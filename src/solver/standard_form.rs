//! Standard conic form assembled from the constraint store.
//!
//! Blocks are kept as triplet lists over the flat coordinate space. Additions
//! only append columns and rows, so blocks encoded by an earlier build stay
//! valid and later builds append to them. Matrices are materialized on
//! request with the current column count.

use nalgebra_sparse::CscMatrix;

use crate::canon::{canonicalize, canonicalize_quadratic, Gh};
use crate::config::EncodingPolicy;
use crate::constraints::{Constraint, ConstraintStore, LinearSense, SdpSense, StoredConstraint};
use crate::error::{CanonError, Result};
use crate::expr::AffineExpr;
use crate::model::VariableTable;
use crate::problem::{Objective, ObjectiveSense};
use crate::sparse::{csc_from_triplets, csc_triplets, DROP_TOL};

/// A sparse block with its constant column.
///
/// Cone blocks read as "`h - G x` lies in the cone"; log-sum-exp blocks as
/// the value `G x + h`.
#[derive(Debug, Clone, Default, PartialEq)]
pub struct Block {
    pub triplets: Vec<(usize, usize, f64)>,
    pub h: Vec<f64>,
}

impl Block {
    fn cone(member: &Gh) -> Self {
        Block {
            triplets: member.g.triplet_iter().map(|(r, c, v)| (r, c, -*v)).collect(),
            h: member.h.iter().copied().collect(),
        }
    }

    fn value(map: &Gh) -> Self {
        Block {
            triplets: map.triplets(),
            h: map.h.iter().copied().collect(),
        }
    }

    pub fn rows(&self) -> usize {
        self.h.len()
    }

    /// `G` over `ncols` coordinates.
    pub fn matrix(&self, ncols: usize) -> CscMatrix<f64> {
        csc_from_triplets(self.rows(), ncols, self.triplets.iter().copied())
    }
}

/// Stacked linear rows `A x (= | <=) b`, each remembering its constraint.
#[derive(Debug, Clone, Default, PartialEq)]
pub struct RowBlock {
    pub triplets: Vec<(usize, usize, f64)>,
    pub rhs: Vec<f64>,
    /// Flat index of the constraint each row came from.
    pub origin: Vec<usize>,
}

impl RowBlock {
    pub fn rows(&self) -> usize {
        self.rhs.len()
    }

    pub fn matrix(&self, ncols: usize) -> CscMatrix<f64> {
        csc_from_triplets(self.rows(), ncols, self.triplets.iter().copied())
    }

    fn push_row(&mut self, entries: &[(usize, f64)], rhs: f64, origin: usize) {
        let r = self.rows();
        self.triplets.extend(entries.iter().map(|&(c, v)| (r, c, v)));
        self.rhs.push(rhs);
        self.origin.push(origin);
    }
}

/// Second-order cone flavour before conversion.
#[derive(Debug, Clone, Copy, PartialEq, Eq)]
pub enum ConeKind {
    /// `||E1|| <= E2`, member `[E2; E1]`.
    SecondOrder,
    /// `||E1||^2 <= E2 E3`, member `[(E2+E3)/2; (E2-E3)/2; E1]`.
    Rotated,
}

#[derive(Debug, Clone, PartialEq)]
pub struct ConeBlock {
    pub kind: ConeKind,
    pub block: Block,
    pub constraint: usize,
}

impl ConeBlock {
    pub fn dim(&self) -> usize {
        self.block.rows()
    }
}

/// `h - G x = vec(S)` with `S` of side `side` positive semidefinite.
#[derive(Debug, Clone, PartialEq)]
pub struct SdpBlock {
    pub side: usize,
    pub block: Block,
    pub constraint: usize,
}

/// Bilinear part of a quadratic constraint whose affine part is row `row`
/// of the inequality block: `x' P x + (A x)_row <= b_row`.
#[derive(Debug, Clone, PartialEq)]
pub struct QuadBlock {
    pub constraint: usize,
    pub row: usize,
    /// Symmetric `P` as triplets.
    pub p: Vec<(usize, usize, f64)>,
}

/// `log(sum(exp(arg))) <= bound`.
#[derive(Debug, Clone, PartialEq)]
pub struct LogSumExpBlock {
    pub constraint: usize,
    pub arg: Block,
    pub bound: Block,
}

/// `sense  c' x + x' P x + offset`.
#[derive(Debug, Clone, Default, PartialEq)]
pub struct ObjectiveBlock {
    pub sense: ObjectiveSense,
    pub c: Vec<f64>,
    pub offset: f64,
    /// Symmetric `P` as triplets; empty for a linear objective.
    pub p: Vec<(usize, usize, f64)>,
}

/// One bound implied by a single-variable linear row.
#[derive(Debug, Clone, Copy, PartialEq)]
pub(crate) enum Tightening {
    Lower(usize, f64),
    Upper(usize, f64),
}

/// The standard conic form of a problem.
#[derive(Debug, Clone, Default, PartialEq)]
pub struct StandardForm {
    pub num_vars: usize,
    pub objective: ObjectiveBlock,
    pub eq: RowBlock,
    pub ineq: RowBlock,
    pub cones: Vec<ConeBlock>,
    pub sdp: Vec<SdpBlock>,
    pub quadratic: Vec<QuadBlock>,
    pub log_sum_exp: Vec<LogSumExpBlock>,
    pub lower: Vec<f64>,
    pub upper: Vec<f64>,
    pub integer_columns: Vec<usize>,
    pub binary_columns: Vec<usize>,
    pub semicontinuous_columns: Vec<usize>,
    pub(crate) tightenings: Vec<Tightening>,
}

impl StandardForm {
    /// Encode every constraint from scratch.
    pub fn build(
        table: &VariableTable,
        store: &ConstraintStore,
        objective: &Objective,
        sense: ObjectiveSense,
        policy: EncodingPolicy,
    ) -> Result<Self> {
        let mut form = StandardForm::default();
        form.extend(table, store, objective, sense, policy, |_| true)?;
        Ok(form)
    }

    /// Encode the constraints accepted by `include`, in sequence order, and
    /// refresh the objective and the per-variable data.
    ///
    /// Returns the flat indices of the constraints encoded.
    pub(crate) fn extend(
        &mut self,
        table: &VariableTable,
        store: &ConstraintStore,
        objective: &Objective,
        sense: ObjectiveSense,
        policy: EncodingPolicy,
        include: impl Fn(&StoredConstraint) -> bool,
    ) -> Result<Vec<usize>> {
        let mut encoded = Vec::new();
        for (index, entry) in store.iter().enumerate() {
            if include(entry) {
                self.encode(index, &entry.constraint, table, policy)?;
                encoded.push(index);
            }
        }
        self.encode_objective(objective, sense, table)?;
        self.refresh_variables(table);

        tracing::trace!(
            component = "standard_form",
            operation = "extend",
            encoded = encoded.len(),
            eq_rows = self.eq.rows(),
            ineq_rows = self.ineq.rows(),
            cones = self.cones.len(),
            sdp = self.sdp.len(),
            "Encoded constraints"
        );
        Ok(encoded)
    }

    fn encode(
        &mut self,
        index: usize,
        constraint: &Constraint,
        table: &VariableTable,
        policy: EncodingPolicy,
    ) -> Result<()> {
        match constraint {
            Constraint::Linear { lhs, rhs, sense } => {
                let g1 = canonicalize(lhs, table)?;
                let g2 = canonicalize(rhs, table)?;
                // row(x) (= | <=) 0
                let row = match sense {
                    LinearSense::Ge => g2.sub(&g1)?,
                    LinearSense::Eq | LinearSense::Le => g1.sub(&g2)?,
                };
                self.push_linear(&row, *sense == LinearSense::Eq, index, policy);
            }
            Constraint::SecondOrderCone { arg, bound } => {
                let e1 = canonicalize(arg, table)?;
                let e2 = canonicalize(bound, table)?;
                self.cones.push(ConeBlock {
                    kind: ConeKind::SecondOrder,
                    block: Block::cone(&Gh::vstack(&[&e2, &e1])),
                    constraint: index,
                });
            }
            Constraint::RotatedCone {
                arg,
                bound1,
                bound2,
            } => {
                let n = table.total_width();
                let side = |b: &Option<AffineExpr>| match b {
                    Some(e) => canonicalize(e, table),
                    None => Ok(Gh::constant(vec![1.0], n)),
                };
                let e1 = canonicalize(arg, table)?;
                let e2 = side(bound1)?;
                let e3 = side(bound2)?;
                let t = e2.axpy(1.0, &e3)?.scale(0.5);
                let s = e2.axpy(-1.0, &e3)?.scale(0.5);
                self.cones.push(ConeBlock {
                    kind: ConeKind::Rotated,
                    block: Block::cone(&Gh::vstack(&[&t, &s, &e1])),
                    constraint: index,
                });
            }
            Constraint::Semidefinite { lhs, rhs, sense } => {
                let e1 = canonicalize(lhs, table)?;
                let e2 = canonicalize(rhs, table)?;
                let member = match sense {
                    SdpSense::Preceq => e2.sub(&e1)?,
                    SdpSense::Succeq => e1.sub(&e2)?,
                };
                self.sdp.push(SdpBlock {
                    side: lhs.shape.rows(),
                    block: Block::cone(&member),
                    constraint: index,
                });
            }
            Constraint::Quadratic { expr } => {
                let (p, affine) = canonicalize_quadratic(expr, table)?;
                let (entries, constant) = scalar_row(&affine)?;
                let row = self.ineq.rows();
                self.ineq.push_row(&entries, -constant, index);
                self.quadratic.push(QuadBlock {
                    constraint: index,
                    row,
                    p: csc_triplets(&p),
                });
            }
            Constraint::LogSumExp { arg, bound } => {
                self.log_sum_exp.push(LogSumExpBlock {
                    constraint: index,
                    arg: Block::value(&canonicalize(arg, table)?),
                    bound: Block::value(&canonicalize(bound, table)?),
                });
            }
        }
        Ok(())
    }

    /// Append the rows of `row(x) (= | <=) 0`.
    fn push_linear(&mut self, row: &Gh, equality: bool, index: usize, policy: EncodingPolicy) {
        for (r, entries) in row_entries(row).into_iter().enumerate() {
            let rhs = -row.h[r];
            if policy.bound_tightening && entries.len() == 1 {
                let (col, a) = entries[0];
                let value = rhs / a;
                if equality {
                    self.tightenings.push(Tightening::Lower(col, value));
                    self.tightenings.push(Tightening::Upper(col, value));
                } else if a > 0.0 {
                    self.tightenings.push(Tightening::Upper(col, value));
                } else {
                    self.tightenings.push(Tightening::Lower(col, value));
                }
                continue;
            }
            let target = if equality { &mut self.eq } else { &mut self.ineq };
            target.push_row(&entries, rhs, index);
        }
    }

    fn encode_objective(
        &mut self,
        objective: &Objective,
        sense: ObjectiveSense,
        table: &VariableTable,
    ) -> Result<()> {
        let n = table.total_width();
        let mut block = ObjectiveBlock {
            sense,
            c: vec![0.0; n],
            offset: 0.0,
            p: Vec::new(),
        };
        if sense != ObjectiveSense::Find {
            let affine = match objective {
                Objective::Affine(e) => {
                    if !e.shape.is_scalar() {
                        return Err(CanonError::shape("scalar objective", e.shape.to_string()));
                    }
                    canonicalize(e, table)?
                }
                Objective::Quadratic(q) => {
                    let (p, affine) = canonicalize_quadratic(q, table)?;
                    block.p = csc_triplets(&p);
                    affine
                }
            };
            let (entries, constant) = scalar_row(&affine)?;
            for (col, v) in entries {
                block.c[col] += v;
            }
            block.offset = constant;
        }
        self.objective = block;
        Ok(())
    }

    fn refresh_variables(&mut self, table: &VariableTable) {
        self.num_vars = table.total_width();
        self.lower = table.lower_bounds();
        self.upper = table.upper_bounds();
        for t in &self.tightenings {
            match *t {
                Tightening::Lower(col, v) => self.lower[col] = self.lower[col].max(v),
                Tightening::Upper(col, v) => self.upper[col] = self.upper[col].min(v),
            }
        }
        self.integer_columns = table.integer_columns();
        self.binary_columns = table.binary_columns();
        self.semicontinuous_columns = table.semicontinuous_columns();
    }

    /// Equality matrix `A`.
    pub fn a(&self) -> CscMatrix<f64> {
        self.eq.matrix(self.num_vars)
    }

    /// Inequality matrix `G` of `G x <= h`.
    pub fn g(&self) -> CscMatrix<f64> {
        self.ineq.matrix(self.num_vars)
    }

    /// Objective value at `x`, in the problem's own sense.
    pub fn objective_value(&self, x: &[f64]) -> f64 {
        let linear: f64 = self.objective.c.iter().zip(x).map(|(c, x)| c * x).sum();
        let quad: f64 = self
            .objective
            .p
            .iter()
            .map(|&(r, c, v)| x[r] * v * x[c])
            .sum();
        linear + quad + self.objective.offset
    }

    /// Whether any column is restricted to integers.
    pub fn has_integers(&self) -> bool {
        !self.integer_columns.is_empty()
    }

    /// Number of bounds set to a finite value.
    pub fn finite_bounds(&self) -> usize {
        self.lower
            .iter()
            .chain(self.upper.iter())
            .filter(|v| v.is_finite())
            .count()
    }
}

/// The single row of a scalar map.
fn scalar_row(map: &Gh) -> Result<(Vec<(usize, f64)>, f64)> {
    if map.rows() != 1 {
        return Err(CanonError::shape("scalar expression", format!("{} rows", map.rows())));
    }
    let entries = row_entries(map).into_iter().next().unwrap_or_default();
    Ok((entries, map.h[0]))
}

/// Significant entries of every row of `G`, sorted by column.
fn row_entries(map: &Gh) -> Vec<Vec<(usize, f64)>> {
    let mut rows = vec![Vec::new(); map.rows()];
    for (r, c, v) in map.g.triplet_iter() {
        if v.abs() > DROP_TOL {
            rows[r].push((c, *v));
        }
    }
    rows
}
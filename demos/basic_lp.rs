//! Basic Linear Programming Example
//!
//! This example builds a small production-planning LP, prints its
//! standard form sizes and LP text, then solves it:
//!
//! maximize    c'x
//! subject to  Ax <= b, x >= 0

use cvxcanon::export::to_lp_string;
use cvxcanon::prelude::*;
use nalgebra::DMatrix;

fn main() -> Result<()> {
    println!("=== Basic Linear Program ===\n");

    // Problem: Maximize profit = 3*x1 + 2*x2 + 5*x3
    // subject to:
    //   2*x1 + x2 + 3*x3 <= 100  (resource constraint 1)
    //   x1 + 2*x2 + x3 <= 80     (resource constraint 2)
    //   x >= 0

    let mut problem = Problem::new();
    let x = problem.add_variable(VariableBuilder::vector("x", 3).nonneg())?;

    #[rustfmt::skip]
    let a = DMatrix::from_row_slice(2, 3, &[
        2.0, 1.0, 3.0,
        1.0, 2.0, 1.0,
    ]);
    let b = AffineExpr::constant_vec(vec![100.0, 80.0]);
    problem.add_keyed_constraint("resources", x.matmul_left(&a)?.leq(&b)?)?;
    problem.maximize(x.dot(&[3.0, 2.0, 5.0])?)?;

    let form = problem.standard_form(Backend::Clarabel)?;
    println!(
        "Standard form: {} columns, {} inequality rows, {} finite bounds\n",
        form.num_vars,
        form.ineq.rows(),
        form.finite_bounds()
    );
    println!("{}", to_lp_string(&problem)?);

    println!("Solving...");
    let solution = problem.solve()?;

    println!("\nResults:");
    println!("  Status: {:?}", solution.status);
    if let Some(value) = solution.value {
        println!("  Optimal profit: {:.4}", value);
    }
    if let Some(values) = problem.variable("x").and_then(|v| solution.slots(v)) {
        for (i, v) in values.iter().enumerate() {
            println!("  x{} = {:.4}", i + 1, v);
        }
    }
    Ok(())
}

──────────

• [Exercise requirements] Copy word for word the stretch of entries above from the line that has "self.num_vars = table.total_width();" through the line that has "pub fn a(&self)", both ends included, and nothing outside it.

• [Task output]
        self.num_vars = table.total_width();
        self.lower = table.lower_bounds();
        self.upper = table.upper_bounds();
        for t in &self.tightenings {
            match *t {
                Tightening::Lower(col, v) => self.lower[col] = self.lower[col].max(v),
                Tightening::Upper(col, v) => self.upper[col] = self.upper[col].min(v),
            }
        }
        self.integer_columns = table.integer_columns();
        self.binary_columns = table.binary_columns();
        self.semicontinuous_columns = table.semicontinuous_columns();
    }

    /// Equality matrix `A`.
    pub fn a(&self) -> CscMatrix<f64> {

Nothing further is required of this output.